South Korea was one of the first countries to test what it would be like “living with COVID,” a drive to return to normal life.
Introduced Nov. 1, a three-phase plan by the South Korean government to gradually lift restrictions previously imposed by COVID-19. With a vaccination rate of more than 80 per cent, experts across the country still feared the new policy could cause a spike in COVID-19 cases. Several countries had tested the waters previously and fell back into restrictions as COVID cases increased. South Korea’s test to hold the line and not break was something new.
Only weeks after a drive to return to a sense of normal, COVID-19 case counts soared, brought on by Omicron, a new and much more contagious variant.
Restrictions were imposed again, with a ban on private gatherings of more than four people, and a curfew for restaurants, cafes, bars and cinemas. This was supposed to last until Jan. 2, but the current four-limit on private gatherings and a 9 p.m. curfew on restaurants and cafes will continue until Jan. 16.
In Seoul, a New Year’s Eve concert featuring K-pop group Seventeen was allowed to go ahead, but fans were told not to cheer. In fact, a “no shout” warning was beamed throughout the venue, which was half-full.

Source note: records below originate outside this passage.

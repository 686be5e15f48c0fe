//! Netlink attribute (nlattr) handling.
//!
//! Attributes are TLV nodes: a 4-byte header (`u16` length including the
//! header, `u16` type) followed by the payload and zero padding up to the
//! next 4-byte boundary. Container attributes carry [`NLA_F_NESTED`] in the
//! type field and hold a sequence of encoded child attributes as payload.
//!
//! ```text
//! ┌──────────┬──────────┬─────────────────────┬─────────┐
//! │ len: u16 │ type: u16│ payload (len - 4)   │ padding │
//! └──────────┴──────────┴─────────────────────┴─────────┘
//! ```

use super::error::{Error, Result};
use zerocopy::{FromBytes, Immutable, IntoBytes, KnownLayout};

/// Netlink attribute alignment.
pub const NLA_ALIGNTO: usize = 4;

/// Align a length to NLA_ALIGNTO boundary.
#[inline]
pub const fn nla_align(len: usize) -> usize {
    (len + NLA_ALIGNTO - 1) & !(NLA_ALIGNTO - 1)
}

/// Size of the attribute header.
pub const NLA_HDRLEN: usize = 4; // nla_align(size_of::<NlAttr>())

/// Netlink attribute header (mirrors struct nlattr).
#[repr(C)]
#[derive(Debug, Clone, Copy, Default, FromBytes, IntoBytes, Immutable, KnownLayout)]
pub struct NlAttr {
    /// Length including header.
    pub nla_len: u16,
    /// Attribute type.
    pub nla_type: u16,
}

/// Attribute type flags.
pub const NLA_F_NESTED: u16 = 1 << 15;
pub const NLA_F_NET_BYTEORDER: u16 = 1 << 14;
pub const NLA_TYPE_MASK: u16 = !(NLA_F_NESTED | NLA_F_NET_BYTEORDER);

impl NlAttr {
    /// Get the attribute type without flags.
    pub fn kind(&self) -> u16 {
        self.nla_type & NLA_TYPE_MASK
    }

    /// Check if this is a nested attribute.
    pub fn is_nested(&self) -> bool {
        self.nla_type & NLA_F_NESTED != 0
    }

    /// Check if the payload is in network byte order.
    pub fn is_net_byteorder(&self) -> bool {
        self.nla_type & NLA_F_NET_BYTEORDER != 0
    }

    /// Convert to bytes.
    pub fn as_bytes(&self) -> &[u8] {
        <Self as IntoBytes>::as_bytes(self)
    }

    /// Parse from bytes.
    pub fn from_bytes(data: &[u8]) -> Result<Self> {
        Self::read_from_prefix(data)
            .map(|(attr, _)| attr)
            .map_err(|_| {
                Error::MalformedAttribute(format!(
                    "truncated attribute header: {} bytes",
                    data.len()
                ))
            })
    }
}

/// Payload of an [`Attribute`].
#[derive(Debug, Clone, PartialEq, Eq)]
pub enum AttrValue {
    /// Raw bytes, without padding.
    Leaf(Vec<u8>),
    /// Ordered child attributes.
    Nested(Vec<Attribute>),
}

/// An owned attribute tree node.
///
/// The type tag is stored without flag bits; the nested flag is derived from
/// the value and the byte-order flag is kept separately so that decoding an
/// encoded tree reproduces it exactly.
#[derive(Debug, Clone, PartialEq, Eq)]
pub struct Attribute {
    kind: u16,
    net_byteorder: bool,
    value: AttrValue,
}

impl Attribute {
    /// Create a leaf attribute with a raw payload.
    pub fn leaf(kind: u16, payload: impl Into<Vec<u8>>) -> Self {
        Self {
            kind: kind & NLA_TYPE_MASK,
            net_byteorder: false,
            value: AttrValue::Leaf(payload.into()),
        }
    }

    /// Create a container attribute.
    pub fn nested(kind: u16, children: Vec<Attribute>) -> Self {
        Self {
            kind: kind & NLA_TYPE_MASK,
            net_byteorder: false,
            value: AttrValue::Nested(children),
        }
    }

    /// Create a u8 attribute.
    pub fn u8(kind: u16, value: u8) -> Self {
        Self::leaf(kind, [value])
    }

    /// Create a u32 attribute in network byte order.
    ///
    /// Sets [`NLA_F_NET_BYTEORDER`] on the type, which ipset requires for
    /// 32-bit values.
    pub fn u32_be(kind: u16, value: u32) -> Self {
        Self::leaf(kind, value.to_be_bytes()).with_net_byteorder()
    }

    /// Create a null-terminated string attribute.
    pub fn string(kind: u16, value: &str) -> Self {
        let mut data = Vec::with_capacity(value.len() + 1);
        data.extend_from_slice(value.as_bytes());
        data.push(0);
        Self::leaf(kind, data)
    }

    /// Mark the payload as network byte order.
    pub fn with_net_byteorder(mut self) -> Self {
        self.net_byteorder = true;
        self
    }

    /// Get the attribute type without flags.
    pub fn kind(&self) -> u16 {
        self.kind
    }

    /// Check if this is a container attribute.
    pub fn is_nested(&self) -> bool {
        matches!(self.value, AttrValue::Nested(_))
    }

    /// Check if the payload is marked as network byte order.
    pub fn is_net_byteorder(&self) -> bool {
        self.net_byteorder
    }

    /// Get the attribute value.
    pub fn value(&self) -> &AttrValue {
        &self.value
    }

    /// Get the leaf payload, or `None` for containers.
    pub fn payload(&self) -> Option<&[u8]> {
        match &self.value {
            AttrValue::Leaf(data) => Some(data),
            AttrValue::Nested(_) => None,
        }
    }

    /// Get the children of a container, or `None` for leaves.
    pub fn children(&self) -> Option<&[Attribute]> {
        match &self.value {
            AttrValue::Nested(children) => Some(children),
            AttrValue::Leaf(_) => None,
        }
    }

    /// Find the first child with the given type.
    pub fn find(&self, kind: u16) -> Option<&Attribute> {
        self.children().and_then(|children| find(children, kind))
    }

    /// The full type field as written on the wire.
    pub fn type_field(&self) -> u16 {
        let mut field = self.kind;
        if self.is_nested() {
            field |= NLA_F_NESTED;
        }
        if self.net_byteorder {
            field |= NLA_F_NET_BYTEORDER;
        }
        field
    }

    /// Encoded size including header and trailing padding.
    pub fn encoded_len(&self) -> usize {
        nla_align(self.unpadded_len())
    }

    fn unpadded_len(&self) -> usize {
        NLA_HDRLEN
            + match &self.value {
                AttrValue::Leaf(data) => data.len(),
                AttrValue::Nested(children) => children.iter().map(Self::encoded_len).sum(),
            }
    }

    /// Append the encoded attribute to `buf`.
    pub fn encode_into(&self, buf: &mut Vec<u8>) -> Result<()> {
        let len = self.unpadded_len();
        let nla_len = u16::try_from(len).map_err(|_| {
            Error::MalformedAttribute(format!(
                "attribute {} does not fit in 16-bit length ({} bytes)",
                self.kind, len
            ))
        })?;

        let start = buf.len();
        let header = NlAttr {
            nla_len,
            nla_type: self.type_field(),
        };
        buf.extend_from_slice(header.as_bytes());

        match &self.value {
            AttrValue::Leaf(data) => buf.extend_from_slice(data),
            AttrValue::Nested(children) => {
                for child in children {
                    child.encode_into(buf)?;
                }
            }
        }

        // Pad to alignment
        buf.resize(start + nla_align(len), 0);
        Ok(())
    }

    /// Extract a u8 value.
    pub fn as_u8(&self) -> Result<u8> {
        get::u8(self.leaf_payload()?)
    }

    /// Extract a u32 value (big endian / network order).
    pub fn as_u32_be(&self) -> Result<u32> {
        get::u32_be(self.leaf_payload()?)
    }

    /// Extract a null-terminated string.
    pub fn as_str(&self) -> Result<&str> {
        get::string(self.leaf_payload()?)
    }

    fn leaf_payload(&self) -> Result<&[u8]> {
        self.payload().ok_or_else(|| {
            Error::MalformedAttribute(format!("attribute {} is nested, expected a value", self.kind))
        })
    }
}

/// Encode a sequence of attributes.
pub fn encode(attrs: &[Attribute]) -> Result<Vec<u8>> {
    let mut buf = Vec::with_capacity(attrs.iter().map(Attribute::encoded_len).sum());
    for attr in attrs {
        attr.encode_into(&mut buf)?;
    }
    Ok(buf)
}

/// Decode a buffer of attributes into a tree.
///
/// Containers are recognized by [`NLA_F_NESTED`] and decoded recursively.
/// Fails on a header shorter than [`NLA_HDRLEN`], a declared length that
/// runs past the buffer, or non-zero padding.
pub fn decode(mut data: &[u8]) -> Result<Vec<Attribute>> {
    let mut attrs = Vec::new();

    while !data.is_empty() {
        let header = NlAttr::from_bytes(data)?;
        let len = header.nla_len as usize;

        if len < NLA_HDRLEN {
            return Err(Error::MalformedAttribute(format!(
                "attribute {} declares length {} shorter than its header",
                header.kind(),
                len
            )));
        }
        if len > data.len() {
            return Err(Error::MalformedAttribute(format!(
                "attribute {} declares length {} but only {} bytes remain",
                header.kind(),
                len,
                data.len()
            )));
        }

        // The last attribute of a buffer may omit its padding.
        let padded = nla_align(len).min(data.len());
        if data[len..padded].iter().any(|&b| b != 0) {
            return Err(Error::MalformedAttribute(format!(
                "non-zero padding after attribute {}",
                header.kind()
            )));
        }

        let payload = &data[NLA_HDRLEN..len];
        let value = if header.is_nested() {
            AttrValue::Nested(decode(payload)?)
        } else {
            AttrValue::Leaf(payload.to_vec())
        };

        attrs.push(Attribute {
            kind: header.kind(),
            net_byteorder: header.is_net_byteorder(),
            value,
        });

        data = &data[padded..];
    }

    Ok(attrs)
}

/// Find the first attribute with the given type.
pub fn find(attrs: &[Attribute], kind: u16) -> Option<&Attribute> {
    attrs.iter().find(|attr| attr.kind == kind)
}

/// Helper functions for extracting typed values from attribute payloads.
pub mod get {
    use super::*;

    /// Extract a u8 value.
    pub fn u8(data: &[u8]) -> Result<u8> {
        data.first()
            .copied()
            .ok_or_else(|| Error::MalformedAttribute("empty u8 attribute".into()))
    }

    /// Extract a u32 value (big endian / network order).
    pub fn u32_be(data: &[u8]) -> Result<u32> {
        if data.len() < 4 {
            return Err(Error::MalformedAttribute("truncated u32 attribute".into()));
        }
        Ok(u32::from_be_bytes([data[0], data[1], data[2], data[3]]))
    }

    /// Extract a null-terminated string.
    pub fn string(data: &[u8]) -> Result<&str> {
        // Find null terminator or use whole buffer
        let len = data.iter().position(|&b| b == 0).unwrap_or(data.len());
        std::str::from_utf8(&data[..len])
            .map_err(|e| Error::MalformedAttribute(format!("invalid UTF-8: {}", e)))
    }
}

In a submitted question as part of his regular Wednesday media briefing, Simcoe Muskoka Medical Officer of Health Dr. Charles Gardner was asked by Barrie 360 – when does society just begin to live with COVID-19?
“I don’t believe we’re there,” said Gardner. “Now, as we experience this new, very dramatic surge, although this variant (Omicron) shows less severity than most cases, by its infectiousness, it’s going to result in a high number of people that are quite ill and require hospital care and ICU care.”
“We need to do what we can to avoid that from happening.”
Gardner said people need to protect themselves, those they love, and the people around them.
“Be a part of the overall response to blunt this rise and to help manage and safeguard our capacity, meaning our health-care system.”
What Barrie 360 asked Gardner is a question he admitted has occurred to him from time to time during the pandemic.
“It’s a very tough question to answer,” he said. “So, we’re not there yet, and I am not sure when we will be there. No doubt, we will be there someday. But I don’t quite have an answer as to when or how that would take place.”
His comments come as Ontario reported a spike in the number of people hospitalized with COVID-19, a jump of more than 700 in the past day, and of those, 228 people are in intensive care. Health Minister Christine Elliott said 202 of those patients are unvaccinated.
The Ministry of Health has ordered hospitals to suspend all non-urgent surgeries and procedures in a bid to free up beds and preserve staffing levels.